研究課題
基盤研究(C)
近年、申請者は、血液がんや消化管間質細胞腫において、受容体チロシンキナーゼ (RTK) であるKITの活性化変異体が、エンドソームやゴルジ領域に異常局在し、そこをシグナルの場とすることを発見した。現在、他の変異RTKもオルガネラに停留することを確認し、その原因マシナリーの同定を試みており、ゴルジ潜伏については、小胞輸送のキー分子群の重要性を予想させるデータを得ている。本課題では、RTKのゴルジ潜伏機構の解明とその理解に基づく新規治療戦術の開発を目的に、「① RTK-キー分子群の相互作用の解析」, 「② 分子機構 (エフェクター) の解明」, 「③ 停留解除を機序とした治療薬の開発」 を試みる。

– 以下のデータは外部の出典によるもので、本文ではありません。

//! perfreport CLI - render performance report data into HTML or text

// Global invariants enforced:
// - Identical data and templates yield byte-for-byte identical output
// - Status lines go to stderr, documents to stdout or the output file

use anyhow::Context;
use clap::{Parser, Subcommand};
use perfreport_core::color::{compute_color, css_color_rules, ColorSpec};
use perfreport_core::templates::collect_templates;
use perfreport_core::text::{html_to_text, HtmlToTextOptions};
use perfreport_core::{config, render_report, Format, RenderOptions};
use std::path::{Path, PathBuf};
use tracing::debug;
use tracing_subscriber::EnvFilter;

#[derive(Parser)]
#[command(name = "perfreport")]
#[command(about = "Render performance report data into HTML or text documents")]
#[command(version = env!("PERFREPORT_VERSION"))]
struct Cli {
    #[command(subcommand)]
    command: Commands,
}

#[derive(Subcommand)]
enum Commands {
    /// Render report data with a directory of templates
    Render {
        /// Path to the report data (JSON)
        data: PathBuf,

        /// Template directory (overrides config file)
        #[arg(long)]
        templates: Option<PathBuf>,

        /// Name of the main template (overrides config file)
        #[arg(long)]
        template: Option<String>,

        /// Output format (overrides config file)
        #[arg(long)]
        format: Option<OutputFormat>,

        /// Output file path (default: stdout)
        #[arg(long)]
        output: Option<PathBuf>,

        /// Path to config file (default: auto-discover)
        #[arg(long)]
        config: Option<PathBuf>,

        /// Do not log hook failures
        #[arg(long)]
        quiet: bool,
    },
    /// Convert an HTML file to plain text
    Text {
        /// Path to the HTML file
        path: PathBuf,

        /// Wrap lines at this column
        #[arg(long)]
        wrap: Option<usize>,

        /// Keep runs of whitespace as written
        #[arg(long)]
        no_collapse: bool,
    },
    /// Compute colors from a color table
    Color {
        /// Path to the color table (JSON)
        path: PathBuf,

        /// Dotted color class, e.g. "time.mpi"
        name: Option<String>,

        /// Print a CSS rule for every color class instead
        #[arg(long)]
        css: bool,
    },
    /// Validate a configuration file
    #[command(name = "config")]
    Config {
        #[command(subcommand)]
        action: ConfigAction,
    },
}

#[derive(Subcommand)]
enum ConfigAction {
    /// Validate a config file without rendering
    Validate {
        /// Path to config file (default: auto-discover from current directory)
        #[arg(long)]
        path: Option<PathBuf>,
    },
    /// Show the resolved configuration (merged defaults + config file)
    Show {
        /// Path to config file (default: auto-discover from current directory)
        #[arg(long)]
        path: Option<PathBuf>,
    },
}

#[derive(Clone, Copy, clap::ValueEnum)]
enum OutputFormat {
    Html,
    Text,
}

impl From<OutputFormat> for Format {
    fn from(format: OutputFormat) -> Self {
        match format {
            OutputFormat::Html => Format::Html,
            OutputFormat::Text => Format::Text,
        }
    }
}

fn init_tracing() {
    let filter = EnvFilter::try_from_default_env().unwrap_or_else(|_| EnvFilter::new("warn"));
    tracing_subscriber::fmt()
        .with_env_filter(filter)
        .with_writer(std::io::stderr)
        .init();
}

fn main() -> anyhow::Result<()> {
    init_tracing();
    let cli = Cli::parse();

    match cli.command {
        Commands::Render {
            data,
            templates,
            template,
            format,
            output,
            config: config_path,
            quiet,
        } => {
            if !data.exists() {
                anyhow::bail!("Path does not exist: {}", data.display());
            }

            // Load configuration
            let project_root = std::env::current_dir()?;
            let resolved_config = config::load_and_resolve(&project_root, config_path.as_deref())
                .context("failed to load configuration")?;

            if let Some(config_path) = &resolved_config.config_path {
                eprintln!("Using config: {}", config_path.display());
            }

            // CLI flags override config file values
            let templates_dir = templates
                .or_else(|| resolved_config.templates_dir.clone())
                .ok_or_else(|| {
                    anyhow::anyhow!("no template directory: pass --templates or set templates_dir")
                })?;
            let mut options = RenderOptions::from_config(&resolved_config);
            if let Some(name) = template {
                options.main_template = name;
            }
            if let Some(format) = format {
                options.format = format.into();
            }
            options.quiet = options.quiet || quiet;
            debug!(
                "rendering {} as {}",
                options.main_template, options.format
            );

            let content = std::fs::read_to_string(&data)
                .with_context(|| format!("failed to read report data: {}", data.display()))?;
            let report_data: serde_json::Value = serde_json::from_str(&content)
                .with_context(|| format!("failed to parse report data: {}", data.display()))?;

            let scripts = collect_templates(&templates_dir, &resolved_config)
                .context("failed to load templates")?;
            eprintln!(
                "Loaded {} templates from {}",
                scripts.len(),
                templates_dir.display()
            );

            let rendered = render_report(&report_data, scripts, &options)
                .context("failed to render report")?;

            match output {
                Some(path) => {
                    write_document(&path, &rendered.document)?;
                    eprintln!("Report written to: {}", path.display());
                }
                None => print!("{}", rendered.document),
            }

            if let Some(err) = rendered.error {
                eprintln!("Report rendered with errors: {}", err);
                std::process::exit(1);
            }
        }
        Commands::Text {
            path,
            wrap,
            no_collapse,
        } => {
            let project_root = std::env::current_dir()?;
            let resolved_config = config::load_and_resolve(&project_root, None)
                .context("failed to load configuration")?;

            let html = std::fs::read_to_string(&path)
                .with_context(|| format!("failed to read {}", path.display()))?;
            let options = HtmlToTextOptions {
                wrap: wrap.or(resolved_config.wrap),
                collapse_whitespace: resolved_config.collapse_whitespace && !no_collapse,
            };
            let text = html_to_text(&html, &options)
                .with_context(|| format!("failed to convert {}", path.display()))?;
            println!("{}", text);
        }
        Commands::Color { path, name, css } => {
            let content = std::fs::read_to_string(&path)
                .with_context(|| format!("failed to read {}", path.display()))?;
            let table: serde_json::Value = serde_json::from_str(&content)
                .with_context(|| format!("failed to parse color table: {}", path.display()))?;
            let colors = ColorSpec::from_value(&table);

            if css {
                for rule in css_color_rules(&colors) {
                    println!("{}", rule);
                }
            } else {
                let name = name.ok_or_else(|| anyhow::anyhow!("a color name or --css is required"))?;
                println!("{}", compute_color(Some(&colors), &name));
            }
        }
        Commands::Config { action } => match action {
            ConfigAction::Validate { path } => {
                let project_root = std::env::current_dir()?;
                let resolved = config::load_and_resolve(&project_root, path.as_deref());

                match resolved {
                    Ok(config) => {
                        if let Some(ref p) = config.config_path {
                            println!("Config valid: {}", p.display());
                        } else {
                            println!("No config file found. Using defaults.");
                        }
                    }
                    Err(e) => {
                        eprintln!("Config validation failed: {:#}", e);
                        std::process::exit(1);
                    }
                }
            }
            ConfigAction::Show { path } => {
                let project_root = std::env::current_dir()?;
                let resolved = config::load_and_resolve(&project_root, path.as_deref())
                    .context("failed to load configuration")?;

                println!("Configuration:");
                if let Some(ref p) = resolved.config_path {
                    println!("  Source: {}", p.display());
                } else {
                    println!("  Source: defaults (no config file found)");
                }
                println!();
                println!("Templates:");
                println!(
                    "  dir: {}",
                    resolved
                        .templates_dir
                        .as_ref()
                        .map(|d| d.display().to_string())
                        .unwrap_or_else(|| "none".to_string())
                );
                println!("  main: {}", resolved.main_template);
                println!();
                println!("Output:");
                println!("  format: {}", resolved.format);
                println!(
                    "  title: {}",
                    resolved.title.as_deref().unwrap_or("none")
                );
                println!(
                    "  wrap: {}",
                    resolved
                        .wrap
                        .map(|v| v.to_string())
                        .unwrap_or_else(|| "none".to_string())
                );
                println!("  collapse_whitespace: {}", resolved.collapse_whitespace);
                println!("  quiet: {}", resolved.quiet);
            }
        },
    }

    Ok(())
}

/// Write a rendered document to file with atomic write pattern
fn write_document(path: &Path, document: &str) -> anyhow::Result<()> {
    use std::fs;

    // Create parent directories if needed
    if let Some(parent) = path.parent().filter(|p| !p.as_os_str().is_empty()) {
        fs::create_dir_all(parent)
            .with_context(|| format!("Failed to create directory: {}", parent.display()))?;
    }

    // Atomic write (temp + rename pattern)
    let mut temp_name = path.as_os_str().to_os_string();
    temp_name.push(".tmp");
    let temp_path = PathBuf::from(temp_name);
    fs::write(&temp_path, document)
        .with_context(|| format!("Failed to write temporary file: {}", temp_path.display()))?;
    fs::rename(&temp_path, path)
        .with_context(|| format!("Failed to rename temporary file to: {}", path.display()))?;

    Ok(())
}
//! Small helpers shared by the formatter, normalizer and template helpers
//!
//! Report data arrives as loosely typed JSON, so most of these functions
//! coerce values the way the report templates expect: missing and null
//! behave alike, numeric strings count as numbers and stringified falsy
//! values ("false", "0", "null", ...) count as false.

use regex::Regex;
use serde_json::Value;
use std::cmp::Ordering;
use std::collections::HashMap;
use std::sync::OnceLock;

/// True for JSON objects and arrays (anything that can be indexed by a path segment)
pub fn is_object(value: &Value) -> bool {
    matches!(value, Value::Object(_) | Value::Array(_))
}

pub fn is_array(value: &Value) -> bool {
    value.is_array()
}

pub fn is_string(value: &Value) -> bool {
    value.is_string()
}

/// Look up a member using dot notation, e.g. `"summary.cpu.mean"`
///
/// An empty path returns the value itself. Array elements are addressed by
/// their index (`"rows.0.heading"`). Returns `None` as soon as a segment is
/// missing or a non-container value is indexed.
pub fn lookup<'a>(value: &'a Value, path: &str) -> Option<&'a Value> {
    if path.is_empty() {
        return Some(value);
    }

    let mut current = value;
    for segment in path.split('.') {
        current = match current {
            Value::Object(map) => map.get(segment)?,
            Value::Array(items) => items.get(segment.parse::<usize>().ok()?)?,
            _ => return None,
        };
    }
    Some(current)
}

/// Convert a value to a boolean, tolerating falsy values that have been
/// converted to strings
pub fn to_bool(value: &Value) -> bool {
    const FALSY_STRINGS: &[&str] = &["", "false", "0", "null", "undefined", "NaN"];

    match value {
        Value::Null => false,
        Value::Bool(b) => *b,
        Value::Number(n) => n.as_f64().map(|f| f != 0.0 && !f.is_nan()).unwrap_or(false),
        Value::String(s) => !FALSY_STRINGS.contains(&s.as_str()),
        Value::Array(_) | Value::Object(_) => true,
    }
}

/// Like [`to_bool`], except that a zero metric value still counts as valid
pub fn is_metric_value_valid(value: &Value) -> bool {
    match value {
        Value::Number(n) if n.as_f64() == Some(0.0) => true,
        Value::String(s) if s == "0" => true,
        _ => to_bool(value),
    }
}

/// Numeric coercion used by the template helpers. Returns NaN when the
/// value has no numeric reading.
pub fn to_number(value: &Value) -> f64 {
    match value {
        Value::Null => 0.0,
        Value::Bool(b) => f64::from(u8::from(*b)),
        Value::Number(n) => n.as_f64().unwrap_or(f64::NAN),
        Value::String(s) => {
            let trimmed = s.trim();
            if trimmed.is_empty() {
                0.0
            } else {
                trimmed.parse::<f64>().unwrap_or(f64::NAN)
            }
        }
        Value::Array(_) | Value::Object(_) => f64::NAN,
    }
}

/// Coerce to a number, with NaN and infinities mapped to zero
pub fn to_number_or_zero(value: &Value) -> f64 {
    let n = to_number(value);
    if n.is_finite() {
        n
    } else {
        0.0
    }
}

/// A finite number, or `None` for null, empty strings and anything that is
/// not numeric
pub fn finite_number(value: &Value) -> Option<f64> {
    match value {
        Value::Null => None,
        Value::String(s) if s.is_empty() => None,
        _ => Some(to_number(value)).filter(|n| n.is_finite()),
    }
}

/// JSON number for a helper result. Integral values are stored as integers
/// so templates render `2` rather than `2.0`; non-finite values become null.
pub fn number_value(n: f64) -> Value {
    if !n.is_finite() {
        return Value::Null;
    }
    if n.fract() == 0.0 && n.abs() < 9_007_199_254_740_992.0 {
        // -0.0 collapses to 0 here as well
        Value::from(n as i64)
    } else {
        Value::from(n)
    }
}

/// Shortest decimal rendering of a number, switching to exponent notation
/// outside `[1e-6, 1e21)` like template output does
pub fn number_to_string(n: f64) -> String {
    if n.is_nan() {
        return "NaN".to_string();
    }
    if n.is_infinite() {
        return if n > 0.0 { "Infinity" } else { "-Infinity" }.to_string();
    }
    if n == 0.0 {
        return "0".to_string();
    }

    let abs = n.abs();
    if !(1e-6..1e21).contains(&abs) {
        let s = format!("{:e}", n);
        return match s.split_once('e') {
            Some((mantissa, exp)) if !exp.starts_with('-') => format!("{}e+{}", mantissa, exp),
            _ => s,
        };
    }
    format!("{}", n)
}

/// String conversion of a value as it appears when interpolated into text
pub fn to_display_string(value: &Value) -> String {
    match value {
        Value::Null => "null".to_string(),
        Value::Bool(b) => b.to_string(),
        Value::Number(n) => n
            .as_f64()
            .map(number_to_string)
            .unwrap_or_else(|| n.to_string()),
        Value::String(s) => s.clone(),
        Value::Array(items) => items
            .iter()
            .map(|item| match item {
                Value::Null => String::new(),
                other => to_display_string(other),
            })
            .collect::<Vec<_>>()
            .join(","),
        Value::Object(_) => "[object Object]".to_string(),
    }
}

/// Strict equality: numbers compare by value regardless of their JSON
/// representation, everything else structurally
pub fn strict_equals(a: &Value, b: &Value) -> bool {
    match (a, b) {
        (Value::Number(x), Value::Number(y)) => x.as_f64() == y.as_f64(),
        _ => a == b,
    }
}

/// Relational comparison: strings compare lexically, everything else
/// numerically. `None` when either side is not comparable.
pub fn compare(a: &Value, b: &Value) -> Option<Ordering> {
    match (a, b) {
        (Value::String(x), Value::String(y)) => Some(x.cmp(y)),
        _ => to_number(a).partial_cmp(&to_number(b)),
    }
}

/// Find the first element whose `key_path` equals `value`, returning its
/// `result_path` (the element itself for an empty path)
pub fn find_by_path<'a>(
    items: &'a [Value],
    key_path: &str,
    value: &Value,
    result_path: &str,
) -> Option<&'a Value> {
    items
        .iter()
        .find(|item| lookup(item, key_path).is_some_and(|found| strict_equals(found, value)))
        .and_then(|item| lookup(item, result_path))
}

/// Remove every element matching `predicate`, returning the removed
/// elements in their original order
pub fn remove_where<T, F>(items: &mut Vec<T>, mut predicate: F) -> Vec<T>
where
    F: FnMut(&T) -> bool,
{
    let mut removed = Vec::new();
    let mut kept = Vec::with_capacity(items.len());
    for item in items.drain(..) {
        if predicate(&item) {
            removed.push(item);
        } else {
            kept.push(item);
        }
    }
    *items = kept;
    removed
}

/// Replace every occurrence of `from`. An empty pattern inserts `with`
/// between characters.
pub fn replace_all(input: &str, from: &str, with: &str) -> String {
    if from.is_empty() {
        return input
            .chars()
            .map(String::from)
            .collect::<Vec<_>>()
            .join(with);
    }
    input.replace(from, with)
}

fn cdata_regex() -> &'static Regex {
    static RE: OnceLock<Regex> = OnceLock::new();
    RE.get_or_init(|| Regex::new(r"(?s)<!\[CDATA\[(.*?)\]\]>").unwrap())
}

/// Remove CDATA wrappers from a string, keeping their content
pub fn remove_cdata(s: &str) -> String {
    cdata_regex().replace_all(s, "$1").into_owned()
}

/// Generates ids suitable for the HTML `id` attribute, unique per registry
///
/// Asking twice for the same name yields `name`, then `name2`, `name3`...
/// Trailing digits are stripped from the input so a generated suffix can
/// never collide with a literal one.
#[derive(Debug, Default, Clone)]
pub struct IdRegistry {
    counters: HashMap<String, u32>,
}

impl IdRegistry {
    pub fn new() -> Self {
        Self::default()
    }

    pub fn make_id(&mut self, name: &str) -> String {
        let cleaned: String = name
            .chars()
            .filter(|c| c.is_ascii_alphanumeric() || matches!(c, '_' | '-' | '.'))
            .collect::<String>()
            .to_lowercase();
        let mut id = cleaned.trim_end_matches(|c: char| c.is_ascii_digit()).to_string();

        if !id.starts_with(|c: char| c.is_ascii_lowercase()) {
            id.insert(0, 'x');
        }

        match self.counters.get_mut(&id) {
            Some(counter) => {
                *counter += 1;
                format!("{}{}", id, counter)
            }
            None => {
                self.counters.insert(id.clone(), 1);
                id
            }
        }
    }

    pub fn clear(&mut self) {
        self.counters.clear();
    }
}

#[cfg(test)]
mod tests {
    use super::*;
    use serde_json::json;

    #[test]
    fn test_type_predicates() {
        assert!(is_object(&json!({})));
        assert!(is_object(&json!([])));
        assert!(!is_object(&json!("x")));
        assert!(is_array(&json!([1])));
        assert!(!is_array(&json!({})));
        assert!(is_string(&json!("")));
        assert!(!is_string(&json!(null)));
    }

    #[test]
    fn test_lookup_dotted_paths() {
        let data = json!({"a": {"b": [10, {"c": "deep"}]}, "n": null});
        assert_eq!(lookup(&data, "a.b.0"), Some(&json!(10)));
        assert_eq!(lookup(&data, "a.b.1.c"), Some(&json!("deep")));
        assert_eq!(lookup(&data, ""), Some(&data));
        assert_eq!(lookup(&data, "n"), Some(&Value::Null));
        assert_eq!(lookup(&data, "n.x"), None);
        assert_eq!(lookup(&data, "a.missing.c"), None);
        assert_eq!(lookup(&data, "a.b.0.x"), None);
    }

    #[test]
    fn test_to_bool_stringified_falsy() {
        for falsy in ["", "false", "0", "null", "undefined", "NaN"] {
            assert!(!to_bool(&json!(falsy)), "{:?} should be falsy", falsy);
        }
        assert!(!to_bool(&json!(0)));
        assert!(!to_bool(&Value::Null));
        assert!(to_bool(&json!("no")));
        assert!(to_bool(&json!(0.5)));
        assert!(to_bool(&json!({})));
    }

    #[test]
    fn test_metric_value_zero_is_valid() {
        assert!(is_metric_value_valid(&json!(0)));
        assert!(is_metric_value_valid(&json!("0")));
        assert!(is_metric_value_valid(&json!(12.5)));
        assert!(!is_metric_value_valid(&Value::Null));
        assert!(!is_metric_value_valid(&json!("null")));
    }

    #[test]
    fn test_number_value_integral() {
        assert_eq!(number_value(2.0), json!(2));
        assert_eq!(number_value(2.5), json!(2.5));
        assert_eq!(number_value(f64::INFINITY), Value::Null);
    }

    #[test]
    fn test_number_to_string_shapes() {
        assert_eq!(number_to_string(1.5), "1.5");
        assert_eq!(number_to_string(100.0), "100");
        assert_eq!(number_to_string(0.000123), "0.000123");
        assert_eq!(number_to_string(1.5e-7), "1.5e-7");
        assert_eq!(number_to_string(1e21), "1e+21");
    }

    #[test]
    fn test_find_by_path() {
        let rows = vec![
            json!({"id": "a", "info": {"label": "first"}}),
            json!({"id": "b", "info": {"label": "second"}}),
        ];
        assert_eq!(
            find_by_path(&rows, "id", &json!("b"), "info.label"),
            Some(&json!("second"))
        );
        assert_eq!(find_by_path(&rows, "id", &json!("z"), ""), None);
    }

    #[test]
    fn test_remove_where_keeps_order() {
        let mut values = vec![1, 2, 3, 4, 5, 6];
        let removed = remove_where(&mut values, |v| v % 2 == 0);
        assert_eq!(removed, vec![2, 4, 6]);
        assert_eq!(values, vec![1, 3, 5]);
    }

    #[test]
    fn test_replace_all_empty_pattern() {
        assert_eq!(replace_all("a/b/c", "/", "-"), "a-b-c");
        assert_eq!(replace_all("abc", "", "-"), "a-b-c");
    }

    #[test]
    fn test_remove_cdata() {
        assert_eq!(
            remove_cdata("<![CDATA[{\"a\": 1}]]>"),
            "{\"a\": 1}"
        );
        assert_eq!(remove_cdata("plain"), "plain");
    }

    #[test]
    fn test_make_id_uniqueness() {
        let mut ids = IdRegistry::new();
        assert_eq!(ids.make_id("CPU Time"), "cputime");
        assert_eq!(ids.make_id("cpu time"), "cputime2");
        assert_eq!(ids.make_id("name2"), "name");
        assert_eq!(ids.make_id("name"), "name2");
        assert_eq!(ids.make_id("42 things"), "x42things");
        assert_eq!(ids.make_id("9"), "x");
    }
}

前年度までの複数種の化合物スクリーニングによって、消化管間質細胞腫 (gastrointestinal stromal tumor: GIST) のKIT変異体のゴルジ領域停留の原因が、膜交通のキー分子protein kinase D2 (PKD2) であることを明らかにした。本年度は、PKD下流とされるPI4-kinase B (PI4KB) およびそのエフェクターであるAP1, GGA1についての役割を解析した。PI4KBに対するインヒビターIN-10やPIK-93を処理した際や、AP1, GGA1のノックダウンは、PKD2ノックダウンと同様に、KIT変異体をゴルジ領域からリリースさせ、その結果、KITシグナルを抑制した。ゴルジ領域からリリースされたKITは、細胞膜を経由して速やかにリソソーム内腔に移行し、分解されることを明らかにした。マスト細胞白血病 (mast cell leukemia: MCL) や急性骨髄性白血病 (acute myelogenous leukemia: AML) のKIT変異体は、ゴルジ体に停留せず、エンドソーム-リソソーム系に局在するが、それらの細胞では、PKD2-PI4KB-AP1, GGA1とKITの物理的結合は認められなかった。さらに、PKD2-PI4KB-AP1, GGA1の阻害は、AMLのFLT3変異体のゴルジ停留にも影響しないことが確認され、本研究で明らかにした経路は、GISTに特徴的であることが示唆される。現在、介在分子や他エフェクターも明らかになりつつあり、詳細な分子機構の解明が期待される。一方で、他がんの変異チロシンキナーゼの局在異常は、PKD2非依存的であり、個別にメカニズム解析する必要があることが示唆される。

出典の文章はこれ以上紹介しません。